[Saved data entries]
>>>

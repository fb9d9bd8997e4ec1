// SPDX-License-Identifier: MIT OR Apache-2.0
//! Markdown report rendering.
//!
//! Human-readable output only; nothing here is re-consumed
//! programmatically. Cell markers follow the original matrices (a check or
//! a cross per agent/event intersection).

use crate::load::AgentResults;
use crate::stats::{AgentStats, CostBreakdown, mean, median, ranking};
use agb_core::feature::Feature;
use std::collections::{BTreeMap, BTreeSet};
use std::fmt::Write as _;

const SUPPORTED: &str = "✅";
const UNSUPPORTED: &str = "❌";

fn generated_header(title: &str) -> String {
    format!(
        "# {title}\n\n**Generated:** {}\n\n",
        chrono::Local::now().format("%Y-%m-%d %H:%M:%S")
    )
}

/// `EVENT-COVERAGE-MATRIX.md`: every vocabulary event × every agent.
pub fn event_coverage_matrix(results: &BTreeMap<String, AgentResults>) -> String {
    let agents: Vec<&String> = results.keys().collect();
    let agent_events: BTreeMap<&String, BTreeSet<String>> = results
        .iter()
        .map(|(name, r)| (name, r.event_types()))
        .collect();

    let mut out = generated_header("AG-UI Event Coverage Matrix");
    let _ = writeln!(out, "**Total Agents:** {}", agents.len());
    let _ = writeln!(
        out,
        "**Vocabulary Events:** {}\n",
        agb_core::ALL_EVENT_KINDS.len()
    );
    out.push_str("## All Agents × All Events\n\n");

    out.push_str("| Event Type |");
    for agent in &agents {
        let _ = write!(out, " {agent} |");
    }
    out.push('\n');
    out.push_str("|------------|");
    for _ in &agents {
        out.push_str("----|");
    }
    out.push('\n');

    for kind in agb_core::ALL_EVENT_KINDS {
        let _ = write!(out, "| **{kind}** |");
        for agent in &agents {
            let seen = agent_events
                .get(*agent)
                .is_some_and(|kinds| kinds.contains(kind));
            let _ = write!(out, " {} |", if seen { SUPPORTED } else { UNSUPPORTED });
        }
        out.push('\n');
    }

    // Coverage buckets.
    let mut high = Vec::new();
    let mut medium = Vec::new();
    let mut low = Vec::new();
    for kind in agb_core::ALL_EVENT_KINDS {
        let count = agents
            .iter()
            .filter(|a| agent_events.get(**a).is_some_and(|k| k.contains(kind)))
            .count();
        let pct = if agents.is_empty() {
            0.0
        } else {
            count as f64 / agents.len() as f64 * 100.0
        };
        let line = format!("- {kind}: {count}/{} ({pct:.0}%)", agents.len());
        if pct >= 80.0 {
            high.push(line);
        } else if pct >= 20.0 {
            medium.push(line);
        } else {
            low.push(line);
        }
    }

    out.push_str("\n## Event Coverage Statistics\n\n");
    let _ = writeln!(out, "**High Coverage (>=80%):** {}", high.len());
    for line in &high {
        out.push_str(line);
        out.push('\n');
    }
    let _ = writeln!(out, "\n**Medium Coverage (20-80%):** {}", medium.len());
    for line in &medium {
        out.push_str(line);
        out.push('\n');
    }
    let _ = writeln!(out, "\n**Low Coverage (<20%):** {}", low.len());
    for line in &low {
        out.push_str(line);
        out.push('\n');
    }

    out
}

/// `FRAMEWORK-COMPARISON-MATRIX.md`: performance and feature support.
pub fn framework_comparison(
    results: &BTreeMap<String, AgentResults>,
    stats: &BTreeMap<String, AgentStats>,
) -> String {
    let mut out = generated_header("Framework Capabilities Comparison");

    out.push_str("## Framework Performance Matrix\n\n");
    out.push_str(
        "| Agent | Tests | Success | Median Time (ms) | Throughput (c/s) | Tool Calls |\n",
    );
    out.push_str(
        "|-------|-------|---------|------------------|------------------|------------|\n",
    );

    // Success rate first, then speed.
    let mut ordered: Vec<(&String, &AgentStats)> = stats.iter().collect();
    ordered.sort_by(|a, b| {
        b.1.success_rate
            .partial_cmp(&a.1.success_rate)
            .unwrap_or(std::cmp::Ordering::Equal)
            .then(
                a.1.median_time_ms
                    .partial_cmp(&b.1.median_time_ms)
                    .unwrap_or(std::cmp::Ordering::Equal),
            )
    });

    for (agent, s) in &ordered {
        let _ = writeln!(
            out,
            "| {agent} | {} | {:.0}% | {:.0} | {:.0} | {} |",
            s.tests_count, s.success_rate, s.median_time_ms, s.throughput_cps, s.tool_calls_total,
        );
    }

    out.push_str("\n## Feature Support Matrix\n\n");
    out.push_str("| Agent |");
    for feature in Feature::ALL {
        let _ = write!(out, " {} |", feature.label());
    }
    out.push_str("\n|-------|");
    for _ in Feature::ALL {
        out.push_str("----|");
    }
    out.push('\n');

    for (agent, agent_results) in results {
        let kinds = agent_results.event_types();
        let features =
            agb_core::feature::FeatureSet::from_kinds(kinds.iter().map(String::as_str));
        let _ = write!(out, "| {agent} |");
        for feature in Feature::ALL {
            let _ = write!(
                out,
                " {} |",
                if features.supports(feature) {
                    SUPPORTED
                } else {
                    UNSUPPORTED
                }
            );
        }
        out.push('\n');
    }

    out
}

/// `EVENT-TYPE-ANALYSIS.md`: per-kind coverage plus category grouping.
pub fn event_type_analysis(results: &BTreeMap<String, AgentResults>) -> String {
    let total_agents = results.len();
    let mut out = generated_header("Event Type Analysis");

    // Occurrences across all tests, coverage across agents.
    let mut coverage: BTreeMap<String, BTreeSet<&String>> = BTreeMap::new();
    let mut occurrences: BTreeMap<String, usize> = BTreeMap::new();
    for (agent, agent_results) in results {
        for test in agent_results.tests.values() {
            for kind in &test.event_types {
                coverage.entry(kind.clone()).or_default().insert(agent);
                *occurrences.entry(kind.clone()).or_insert(0) += 1;
            }
        }
    }

    out.push_str("## Event Coverage by Type\n\n");
    out.push_str("| Event Type | Agents | Coverage | Occurrences |\n");
    out.push_str("|------------|--------|----------|-------------|\n");
    for (kind, agents) in &coverage {
        let pct = agents.len() as f64 / total_agents.max(1) as f64 * 100.0;
        let _ = writeln!(
            out,
            "| {kind} | {}/{total_agents} | {pct:.0}% | {} |",
            agents.len(),
            occurrences.get(kind).copied().unwrap_or(0),
        );
    }

    let categories: [(&str, &[&str]); 7] = [
        ("Lifecycle", &["RUN_STARTED", "RUN_FINISHED", "RUN_ERROR"]),
        (
            "Text Streaming",
            &[
                "TEXT_MESSAGE_START",
                "TEXT_MESSAGE_CONTENT",
                "TEXT_MESSAGE_END",
            ],
        ),
        (
            "Thinking",
            &["THINKING_START", "THINKING_CONTENT", "THINKING_END"],
        ),
        (
            "Tools",
            &[
                "TOOL_CALL_START",
                "TOOL_CALL_ARGS",
                "TOOL_CALL_END",
                "TOOL_CALL_RESULT",
            ],
        ),
        (
            "Artifacts",
            &["ARTIFACT_START", "ARTIFACT_CONTENT", "ARTIFACT_END"],
        ),
        ("State", &["STATE_SNAPSHOT", "MESSAGES_SNAPSHOT"]),
        (
            "Human Input",
            &["HUMAN_INPUT_REQUESTED", "HUMAN_INPUT_RECEIVED"],
        ),
    ];

    out.push_str("\n## Events by Category\n\n");
    for (category, kinds) in categories {
        let _ = writeln!(out, "### {category}");
        for kind in kinds {
            if let Some(agents) = coverage.get(*kind) {
                let pct = agents.len() as f64 / total_agents.max(1) as f64 * 100.0;
                let _ = writeln!(out, "- **{kind}**: {pct:.0}% ({} agents)", agents.len());
            }
        }
        out.push('\n');
    }

    out
}

/// `BENCHMARK-SUMMARY.md`: overall statistics, performance, rankings, and
/// the cost breakdown.
pub fn summary_report(
    results: &BTreeMap<String, AgentResults>,
    stats: &BTreeMap<String, AgentStats>,
    agents: &[agb_bench::AgentEndpoint],
    costs: &CostBreakdown,
) -> String {
    let total_agents = results.len();
    let total_tests: usize = results.values().map(|r| r.tests.len()).sum();
    let successful: usize = results.values().map(|r| r.successful().len()).sum();

    let mut out = generated_header("Benchmark Summary Report");

    out.push_str("## Overall Statistics\n\n");
    let _ = writeln!(out, "- **Total Agents:** {total_agents}");
    let _ = writeln!(out, "- **Total Tests:** {total_tests}");
    let _ = writeln!(
        out,
        "- **Overall Success Rate:** {:.1}%\n",
        if total_tests == 0 {
            0.0
        } else {
            successful as f64 / total_tests as f64 * 100.0
        }
    );

    let all_times: Vec<f64> = results
        .values()
        .flat_map(|r| r.successful())
        .map(|m| m.timing.total_time_ms)
        .collect();
    out.push_str("## Performance Metrics\n\n");
    if !all_times.is_empty() {
        let fastest = all_times.iter().cloned().fold(f64::INFINITY, f64::min);
        let slowest = all_times.iter().cloned().fold(0.0f64, f64::max);
        let _ = writeln!(out, "- **Fastest Test:** {fastest:.0}ms");
        let _ = writeln!(out, "- **Slowest Test:** {slowest:.0}ms");
        let _ = writeln!(out, "- **Median Response Time:** {:.0}ms", median(&all_times));
        let _ = writeln!(out, "- **Average Response Time:** {:.0}ms\n", mean(&all_times));
    }

    let observed: BTreeSet<String> = results.values().flat_map(|r| r.event_types()).collect();
    let known = observed
        .iter()
        .filter(|k| agb_core::ALL_EVENT_KINDS.contains(&k.as_str()))
        .count();
    out.push_str("## Event Coverage\n\n");
    let _ = writeln!(out, "- **Unique Event Types Captured:** {}", observed.len());
    let _ = writeln!(
        out,
        "- **Vocabulary Coverage:** {:.1}%\n",
        known as f64 / agb_core::ALL_EVENT_KINDS.len() as f64 * 100.0
    );

    out.push_str("## Top Performers\n\n");
    let ranked = ranking(stats);
    out.push_str("**Fastest Agents:**\n");
    for (agent, time) in ranked.iter().take(5) {
        let _ = writeln!(out, "- {agent}: {time:.0}ms");
    }

    let mut by_throughput: Vec<(&String, &AgentStats)> = stats
        .iter()
        .filter(|(_, s)| s.throughput_cps > 0.0)
        .collect();
    by_throughput.sort_by(|a, b| {
        b.1.throughput_cps
            .partial_cmp(&a.1.throughput_cps)
            .unwrap_or(std::cmp::Ordering::Equal)
    });
    out.push_str("\n**Fastest Streaming:**\n");
    for (agent, s) in by_throughput.iter().take(5) {
        let _ = writeln!(out, "- {agent}: {:.0} chars/sec", s.throughput_cps);
    }

    out.push_str("\n**Fastest by Model:**\n");
    for (model, (agent, time)) in crate::stats::fastest_by(stats, agents, |a| &a.model) {
        let _ = writeln!(out, "- {model}: {agent} ({time:.0}ms)");
    }
    out.push_str("\n**Fastest by Framework:**\n");
    for (framework, (agent, time)) in crate::stats::fastest_by(stats, agents, |a| &a.framework) {
        let _ = writeln!(out, "- {framework}: {agent} ({time:.0}ms)");
    }

    out.push_str("\n## Cost Breakdown\n\n");
    out.push_str("| Model | Tests | Input Tokens | Output Tokens | Total Cost |\n");
    out.push_str("|-------|-------|--------------|---------------|------------|\n");
    for (model, line) in &costs.by_model {
        let _ = writeln!(
            out,
            "| {model} | {} | {} | {} | ${:.6} |",
            line.tests, line.input_tokens, line.output_tokens, line.cost_usd,
        );
    }
    let _ = writeln!(
        out,
        "\n**Total benchmark cost:** ${:.6} ({} input / {} output tokens)",
        costs.total.cost_usd, costs.total.input_tokens, costs.total.output_tokens,
    );

    out
}

#[cfg(test)]
mod tests {
    use super::*;
    use crate::load::TestRecord;
    use crate::stats::agent_stats;
    use agb_bench::TestMetrics;

    fn results_with_kinds(kinds: &[&str]) -> BTreeMap<String, AgentResults> {
        let mut metadata = TestMetrics {
            agent: "agent".into(),
            success: true,
            ..TestMetrics::default()
        };
        metadata.timing.total_time_ms = 150.0;
        metadata.response.chars = 300;
        let record = TestRecord {
            test_name: "run1-simple".to_string(),
            metadata,
            events: vec![],
            event_types: kinds.iter().map(|s| s.to_string()).collect(),
        };
        let mut agent = AgentResults::default();
        agent.tests.insert(record.test_name.clone(), record);
        let mut all = BTreeMap::new();
        all.insert("agent".to_string(), agent);
        all
    }

    #[test]
    fn coverage_matrix_marks_seen_events() {
        let results = results_with_kinds(&["RUN_STARTED", "RUN_FINISHED"]);
        let md = event_coverage_matrix(&results);
        assert!(md.contains("| **RUN_STARTED** | ✅ |"));
        assert!(md.contains("| **THINKING_START** | ❌ |"));
        assert!(md.contains("**Total Agents:** 1"));
    }

    #[test]
    fn comparison_matrix_contains_performance_row() {
        let results =
            results_with_kinds(&["RUN_STARTED", "RUN_FINISHED", "TEXT_MESSAGE_CONTENT"]);
        let stats = agent_stats(&results);
        let md = framework_comparison(&results, &stats);
        assert!(md.contains("| agent | 1 | 100% | 150 | 2000 | 0 |"));
        // Streaming feature detected from the kinds.
        assert!(md.contains("streaming"));
    }

    #[test]
    fn analysis_groups_by_category() {
        let results = results_with_kinds(&["RUN_STARTED", "TOOL_CALL_START"]);
        let md = event_type_analysis(&results);
        assert!(md.contains("### Lifecycle"));
        assert!(md.contains("### Tools"));
        assert!(md.contains("| RUN_STARTED | 1/1 | 100% | 1 |"));
    }

    #[test]
    fn summary_reports_rates_rankings_and_costs() {
        let results = results_with_kinds(&["RUN_STARTED", "RUN_FINISHED"]);
        let stats = agent_stats(&results);
        let costs = CostBreakdown::default();
        let agents = vec![agb_bench::AgentEndpoint {
            name: "agent".to_string(),
            url: String::new(),
            health: String::new(),
            port: 0,
            kind: agb_bench::config::AgentKind::Raw,
            framework: "mock-fw".to_string(),
            model: "claude".to_string(),
            model_id: "m".to_string(),
            model_override: None,
        }];
        let md = summary_report(&results, &stats, &agents, &costs);
        assert!(md.contains("**Total Tests:** 1"));
        assert!(md.contains("**Overall Success Rate:** 100.0%"));
        assert!(md.contains("- agent: 150ms"));
        assert!(md.contains("- claude: agent (150ms)"));
        assert!(md.contains("- mock-fw: agent (150ms)"));
    }
}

<<<

» **Goal of the exercise**
Find "let pct = if" in the entries above and copy that whole line exactly, then each line after it through the line that contains "first, then speed.".

» **The answer**
        let pct = if agents.is_empty() {
            0.0
        } else {
            count as f64 / agents.len() as f64 * 100.0
        };
        let line = format!("- {kind}: {count}/{} ({pct:.0}%)", agents.len());
        if pct >= 80.0 {
            high.push(line);
        } else if pct >= 20.0 {
            medium.push(line);
        } else {
            low.push(line);
        }
    }

    out.push_str("\n## Event Coverage Statistics\n\n");
    let _ = writeln!(out, "**High Coverage (>=80%):** {}", high.len());
    for line in &high {
        out.push_str(line);
        out.push('\n');
    }
    let _ = writeln!(out, "\n**Medium Coverage (20-80%):** {}", medium.len());
    for line in &medium {
        out.push_str(line);
        out.push('\n');
    }
    let _ = writeln!(out, "\n**Low Coverage (<20%):** {}", low.len());
    for line in &low {
        out.push_str(line);
        out.push('\n');
    }

    out
}

/// `FRAMEWORK-COMPARISON-MATRIX.md`: performance and feature support.
pub fn framework_comparison(
    results: &BTreeMap<String, AgentResults>,
    stats: &BTreeMap<String, AgentStats>,
) -> String {
    let mut out = generated_header("Framework Capabilities Comparison");

    out.push_str("## Framework Performance Matrix\n\n");
    out.push_str(
        "| Agent | Tests | Success | Median Time (ms) | Throughput (c/s) | Tool Calls |\n",
    );
    out.push_str(
        "|-------|-------|---------|------------------|------------------|------------|\n",
    );

    // Success rate first, then speed.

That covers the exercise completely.